Let’s talk about supersets, more specifically the “ideal” gym etiquette when performing them.
As you’re here reading this article, I’m sure you’ve performed supersets in the gym before.
Plus, if you’re anything like me, you’ve watched other people perform supersets too (usually driving you mad because they’re hogging all the equipment).
So, in this article I’d like to discuss the ins-and-outs of proper gym etiquette when using multiple pieces of equipment.

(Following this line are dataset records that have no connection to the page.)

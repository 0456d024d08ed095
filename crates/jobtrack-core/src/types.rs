//! Core data types for the Job Tracker API.

use chrono::{DateTime, Utc};
use serde::{Deserialize, Serialize};
use std::fmt;
use std::str::FromStr;
use uuid::Uuid;

// ============================================================================
// ID Types
// ============================================================================

/// Unique identifier for a tracked job application.
///
/// Wraps a UUID v4, providing type safety to distinguish job IDs from other
/// UUID-based identifiers in the system.
#[derive(Debug, Clone, Copy, PartialEq, Eq, Hash, Serialize, Deserialize)]
#[serde(transparent)]
pub struct JobId(pub Uuid);

impl JobId {
    /// Creates a new random JobId using UUID v4.
    #[must_use]
    pub fn new() -> Self {
        Self(Uuid::new_v4())
    }

    /// Creates a JobId from an existing UUID.
    #[must_use]
    pub const fn from_uuid(uuid: Uuid) -> Self {
        Self(uuid)
    }

    /// Returns the inner UUID.
    #[must_use]
    pub const fn as_uuid(&self) -> &Uuid {
        &self.0
    }
}

impl Default for JobId {
    fn default() -> Self {
        Self::new()
    }
}

impl fmt::Display for JobId {
    fn fmt(&self, f: &mut fmt::Formatter<'_>) -> fmt::Result {
        write!(f, "{}", self.0)
    }
}

impl FromStr for JobId {
    type Err = uuid::Error;

    fn from_str(s: &str) -> Result<Self, Self::Err> {
        Ok(Self(Uuid::parse_str(s)?))
    }
}

/// Unique identifier for a user account.
///
/// Wraps a UUID v4, providing type safety to distinguish user IDs from
/// other UUID-based identifiers in the system.
#[derive(Debug, Clone, Copy, PartialEq, Eq, Hash, Serialize, Deserialize)]
#[serde(transparent)]
pub struct UserId(pub Uuid);

impl UserId {
    /// Creates a new random UserId using UUID v4.
    #[must_use]
    pub fn new() -> Self {
        Self(Uuid::new_v4())
    }

    /// Creates a UserId from an existing UUID.
    #[must_use]
    pub const fn from_uuid(uuid: Uuid) -> Self {
        Self(uuid)
    }

    /// Returns the inner UUID.
    #[must_use]
    pub const fn as_uuid(&self) -> &Uuid {
        &self.0
    }
}

impl Default for UserId {
    fn default() -> Self {
        Self::new()
    }
}

impl fmt::Display for UserId {
    fn fmt(&self, f: &mut fmt::Formatter<'_>) -> fmt::Result {
        write!(f, "{}", self.0)
    }
}

impl FromStr for UserId {
    type Err = uuid::Error;

    fn from_str(s: &str) -> Result<Self, Self::Err> {
        Ok(Self(Uuid::parse_str(s)?))
    }
}

// ============================================================================
// Job Types
// ============================================================================

/// Lifecycle status of a tracked job application.
#[derive(Debug, Clone, Copy, PartialEq, Eq, Hash, Serialize, Deserialize)]
#[serde(rename_all = "snake_case")]
pub enum JobStatus {
    /// Application submitted, no response yet.
    Applied,
    /// In the interview process.
    Interviewing,
    /// An offer was extended.
    Offer,
    /// Application was rejected.
    Rejected,
    /// Candidate withdrew the application.
    Withdrawn,
}

impl JobStatus {
    /// Returns the canonical lowercase name of the status.
    #[must_use]
    pub const fn as_str(&self) -> &'static str {
        match self {
            Self::Applied => "applied",
            Self::Interviewing => "interviewing",
            Self::Offer => "offer",
            Self::Rejected => "rejected",
            Self::Withdrawn => "withdrawn",
        }
    }
}

impl Default for JobStatus {
    fn default() -> Self {
        Self::Applied
    }
}

impl fmt::Display for JobStatus {
    fn fmt(&self, f: &mut fmt::Formatter<'_>) -> fmt::Result {
        write!(f, "{}", self.as_str())
    }
}

impl FromStr for JobStatus {
    type Err = JobStatusParseError;

    fn from_str(s: &str) -> Result<Self, Self::Err> {
        match s {
            "applied" => Ok(Self::Applied),
            "interviewing" => Ok(Self::Interviewing),
            "offer" => Ok(Self::Offer),
            "rejected" => Ok(Self::Rejected),
            "withdrawn" => Ok(Self::Withdrawn),
            other => Err(JobStatusParseError(other.to_string())),
        }
    }
}

/// Error returned when parsing an unknown job status string.
#[derive(Debug, Clone, PartialEq, Eq)]
pub struct JobStatusParseError(pub String);

impl fmt::Display for JobStatusParseError {
    fn fmt(&self, f: &mut fmt::Formatter<'_>) -> fmt::Result {
        write!(f, "unknown job status: {}", self.0)
    }
}

impl std::error::Error for JobStatusParseError {}

/// A tracked job application.
///
/// Jobs belong to exactly one user; the server scopes every query and
/// mutation to the authenticated user's `UserId`.
#[derive(Debug, Clone, PartialEq, Serialize, Deserialize)]
pub struct Job {
    /// Unique identifier.
    pub id: JobId,
    /// Owner of this record.
    pub user_id: UserId,
    /// Company the application was sent to.
    pub company: String,
    /// Position title.
    pub title: String,
    /// Current application status.
    pub status: JobStatus,
    /// Free-form notes.
    pub notes: Option<String>,
    /// When the record was created.
    pub created: DateTime<Utc>,
    /// When the record was last updated.
    pub updated: DateTime<Utc>,
}

impl Job {
    /// Creates a new job in the `Applied` state, owned by `user_id`.
    #[must_use]
    pub fn new(user_id: UserId, company: impl Into<String>, title: impl Into<String>) -> Self {
        let now = Utc::now();
        Self {
            id: JobId::new(),
            user_id,
            company: company.into(),
            title: title.into(),
            status: JobStatus::Applied,
            notes: None,
            created: now,
            updated: now,
        }
    }
}

// ============================================================================
// User Types
// ============================================================================

/// A user account, as seen by the API layer.
///
/// The password hash is deliberately absent here; it lives on the storage
/// document and never crosses into API responses.
#[derive(Debug, Clone, PartialEq, Serialize, Deserialize)]
pub struct User {
    /// Unique identifier.
    pub id: UserId,
    /// Login name, unique per account.
    pub username: String,
    /// When the account was created.
    pub created: DateTime<Utc>,
}

// ============================================================================
// Tests
// ============================================================================

#[cfg(test)]
mod tests {
    use super::*;

    #[test]
    fn job_id_roundtrip() {
        let id = JobId::new();
        let parsed: JobId = id.to_string().parse().unwrap();
        assert_eq!(id, parsed);
    }

    #[test]
    fn user_id_serde_transparent() {
        let id = UserId::new();
        let json = serde_json::to_string(&id).unwrap();
        // Transparent newtype serializes as the bare UUID string.
        assert_eq!(json, format!("\"{}\"", id.0));
        let parsed: UserId = serde_json::from_str(&json).unwrap();
        assert_eq!(id, parsed);
    }

    #[test]
    fn job_status_roundtrip() {
        for status in [
            JobStatus::Applied,
            JobStatus::Interviewing,
            JobStatus::Offer,
            JobStatus::Rejected,
            JobStatus::Withdrawn,
        ] {
            let parsed: JobStatus = status.as_str().parse().unwrap();
            assert_eq!(status, parsed);
        }
    }

    #[test]
    fn job_status_serde_snake_case() {
        let json = serde_json::to_string(&JobStatus::Interviewing).unwrap();
        assert_eq!(json, "\"interviewing\"");
        let parsed: JobStatus = serde_json::from_str("\"offer\"").unwrap();
        assert_eq!(parsed, JobStatus::Offer);
    }

    #[test]
    fn job_status_parse_unknown() {
        let err = "ghosted".parse::<JobStatus>().unwrap_err();
        assert_eq!(err.0, "ghosted");
    }

    #[test]
    fn job_new_defaults() {
        let user = UserId::new();
        let job = Job::new(user, "Acme", "Platform Engineer");
        assert_eq!(job.user_id, user);
        assert_eq!(job.status, JobStatus::Applied);
        assert!(job.notes.is_none());
        assert_eq!(job.created, job.updated);
    }

    #[test]
    fn job_serde_roundtrip() {
        let job = Job::new(UserId::new(), "Acme", "Platform Engineer");
        let json = serde_json::to_string(&job).unwrap();
        let parsed: Job = serde_json::from_str(&json).unwrap();
        assert_eq!(job, parsed);
    }
}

Here’s What You Should Know About Superset Gym Etiquette
Firstly, avoid supersetting in a busy gym. You should also be aware of other patrons and potentially be able to spot if someone wishes to use the same equipment as you. Be polite when approached or approaching someone else when discussing “jumping in” or how many sets remain. Don’t hog vast amounts of equipment in order to perform a massive circuit. And if someone else does this regularly, consider reporting them to gym management.
Supersetting in the Gym
You’re Supersetting in the Gym
So, let’s initially look at the “rules” for you perform supersets in the gym.
Well, in truth, these are typically unspoken rules, but ones that you should certainly follow.
If the Gym is Busy
Firstly, and I would think most obviously, if your gym is extremely busy, perhaps you should look at changing up your workout.
Look, I’m all for perform supersets, tri-sets, and full-on circuits.
In fact, as I’ve gotten older, I’ve moved away from out-and-out strength or hypertrophy training.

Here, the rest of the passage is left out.